The Virupaksha Temple is located at the western end of Hampi Street. The Virupaksha Temple welcomes guests with a 50-meter-high east wind tower. The main deity in the temple is Virupaksha (Parameswadu). Pampadevi Temple and Bhubaneswari Devi Temple are connected to the main temple. The temple has a rich history dating back to the 7th century. It is known from the Sheila inscriptions that this Virupaksha temple existed before the Vijayanagara Empire. Historians estimate it to be from the 10th-12th centuries. According to historical sources, the main temple was altered by the Chalukyas and Hoysalas, but the main temple was built by the Vijayanagara kings.

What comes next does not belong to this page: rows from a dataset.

//! Resume file storage on the local filesystem
//!
//! Files live flat under the upload root and are addressed by the relative
//! URL `/uploads/<name>`, which is also where the static file service serves
//! them from.

use std::io;
use std::path::{Component, Path, PathBuf};

use chrono::Utc;
use tokio::fs;

/// URL prefix under which stored files are served
pub const UPLOAD_URL_PREFIX: &str = "/uploads/";

const FALLBACK_FILE_NAME: &str = "resume.pdf";

/// Upload storage errors
#[derive(Debug, thiserror::Error)]
pub enum UploadError {
    #[error("File not found: {0}")]
    NotFound(String),

    #[error("I/O error: {0}")]
    Io(#[from] io::Error),
}

/// A file written to the upload root
#[derive(Debug, Clone, PartialEq, Eq)]
pub struct StoredUpload {
    pub file_name: String,
    pub url: String,
}

/// Local upload directory
#[derive(Debug, Clone)]
pub struct UploadStore {
    root: PathBuf,
}

impl UploadStore {
    pub fn new(root: impl Into<PathBuf>) -> Self {
        Self { root: root.into() }
    }

    pub fn root(&self) -> &Path {
        &self.root
    }

    /// Create the upload root if it does not exist yet
    pub async fn ensure_root(&self) -> Result<(), UploadError> {
        fs::create_dir_all(&self.root).await?;
        Ok(())
    }

    /// Write `bytes` under a unique name derived from `original_name`
    pub async fn save(&self, original_name: &str, bytes: &[u8]) -> Result<StoredUpload, UploadError> {
        let file_name = unique_file_name(original_name);

        self.ensure_root().await?;
        fs::write(self.root.join(&file_name), bytes).await?;

        tracing::debug!("Stored upload {}", file_name);

        Ok(StoredUpload {
            url: format!("{}{}", UPLOAD_URL_PREFIX, file_name),
            file_name,
        })
    }

    /// Map a stored resume URL to its path. Only `/uploads/<plain name>` resolves.
    pub fn resolve(&self, url: &str) -> Option<PathBuf> {
        let name = url.strip_prefix(UPLOAD_URL_PREFIX)?;
        if name.contains(['/', '\\']) {
            return None;
        }

        let mut components = Path::new(name).components();
        match (components.next(), components.next()) {
            (Some(Component::Normal(_)), None) => Some(self.root.join(name)),
            _ => None,
        }
    }

    /// Delete the file behind a resume URL.
    /// A URL that does not resolve or a file absent on disk is `NotFound`.
    pub async fn remove(&self, url: &str) -> Result<(), UploadError> {
        let path = self
            .resolve(url)
            .ok_or_else(|| UploadError::NotFound(url.to_string()))?;

        match fs::remove_file(&path).await {
            Ok(()) => Ok(()),
            Err(e) if e.kind() == io::ErrorKind::NotFound => {
                Err(UploadError::NotFound(url.to_string()))
            }
            Err(e) => Err(UploadError::Io(e)),
        }
    }
}

/// `<unix nanos>_<8 hex chars>_<sanitized name>`
fn unique_file_name(original_name: &str) -> String {
    let nanos = Utc::now().timestamp_nanos_opt().unwrap_or_default();
    let nonce: [u8; 4] = rand::random();
    format!(
        "{}_{}_{}",
        nanos,
        hex::encode(nonce),
        sanitize_file_name(original_name)
    )
}

/// Keep the final path component and replace anything outside `[A-Za-z0-9._-]`
pub fn sanitize_file_name(original_name: &str) -> String {
    let base = original_name
        .rsplit(['/', '\\'])
        .next()
        .unwrap_or_default();

    let sanitized: String = base
        .chars()
        .map(|c| {
            if c.is_ascii_alphanumeric() || matches!(c, '.' | '_' | '-') {
                c
            } else {
                '_'
            }
        })
        .collect();

    if sanitized.is_empty() {
        FALLBACK_FILE_NAME.to_string()
    } else {
        sanitized
    }
}

#[cfg(test)]
mod tests {
    use super::*;
    use tempfile::TempDir;

    fn store() -> (UploadStore, TempDir) {
        let dir = TempDir::new().unwrap();
        (UploadStore::new(dir.path().join("uploads")), dir)
    }

    #[test]
    fn test_sanitize_file_name() {
        assert_eq!(sanitize_file_name("resume.pdf"), "resume.pdf");
        assert_eq!(sanitize_file_name("My Resume (1).pdf"), "My_Resume__1_.pdf");
        assert_eq!(sanitize_file_name("../../etc/passwd"), "passwd");
        assert_eq!(sanitize_file_name("C:\\Users\\jane\\cv.pdf"), "cv.pdf");
        assert_eq!(sanitize_file_name("résumé.pdf"), "r_sum_.pdf");
        assert_eq!(sanitize_file_name(""), "resume.pdf");
        assert_eq!(sanitize_file_name("dir/"), "resume.pdf");
    }

    #[test]
    fn test_unique_file_name_shape() {
        let name = unique_file_name("cv.pdf");
        let parts: Vec<&str> = name.splitn(3, '_').collect();

        assert_eq!(parts.len(), 3);
        assert!(parts[0].parse::<i64>().is_ok());
        assert_eq!(parts[1].len(), 8);
        assert!(parts[1].chars().all(|c| c.is_ascii_hexdigit()));
        assert_eq!(parts[2], "cv.pdf");
        assert_ne!(name, unique_file_name("cv.pdf"));
    }

    #[test]
    fn test_resolve_only_plain_names() {
        let store = UploadStore::new("/srv/uploads");

        assert_eq!(
            store.resolve("/uploads/1_abcd1234_cv.pdf"),
            Some(PathBuf::from("/srv/uploads/1_abcd1234_cv.pdf"))
        );
        assert_eq!(store.resolve(""), None);
        assert_eq!(store.resolve("/uploads/"), None);
        assert_eq!(store.resolve("/uploads/../secret"), None);
        assert_eq!(store.resolve("/uploads/.."), None);
        assert_eq!(store.resolve("/uploads/a/b.pdf"), None);
        assert_eq!(store.resolve("/uploads/a\\b.pdf"), None);
        assert_eq!(store.resolve("/other/cv.pdf"), None);
        assert_eq!(store.resolve("https://cdn.example.com/cv.pdf"), None);
    }

    #[tokio::test]
    async fn test_save_writes_file_and_returns_url() {
        let (store, _dir) = store();

        let stored = store.save("cv.pdf", b"%PDF-1.4").await.unwrap();

        assert!(stored.url.starts_with("/uploads/"));
        assert!(stored.url.ends_with("_cv.pdf"));
        let path = store.resolve(&stored.url).unwrap();
        assert_eq!(std::fs::read(path).unwrap(), b"%PDF-1.4");
    }

    #[tokio::test]
    async fn test_remove_deletes_file() {
        let (store, _dir) = store();
        let stored = store.save("cv.pdf", b"%PDF").await.unwrap();

        store.remove(&stored.url).await.unwrap();

        assert!(!store.resolve(&stored.url).unwrap().exists());
    }

    #[tokio::test]
    async fn test_remove_missing_file_is_not_found() {
        let (store, _dir) = store();
        store.ensure_root().await.unwrap();

        let result = store.remove("/uploads/never_written.pdf").await;
        assert!(matches!(result, Err(UploadError::NotFound(_))));

        let result = store.remove("/uploads/../escape.pdf").await;
        assert!(matches!(result, Err(UploadError::NotFound(_))));
    }
}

After the fall of the Vijayanagara kings, the city of Hampi was destroyed by invasions in the 16th century. However, according to Virupaksha-Pampa, the invasion of 1565 did not take place. Incense offerings to God in the Virupaksha temple continued uninterrupted. The roofs of the temple were restored to the eastern and northern towers in the early 19th century.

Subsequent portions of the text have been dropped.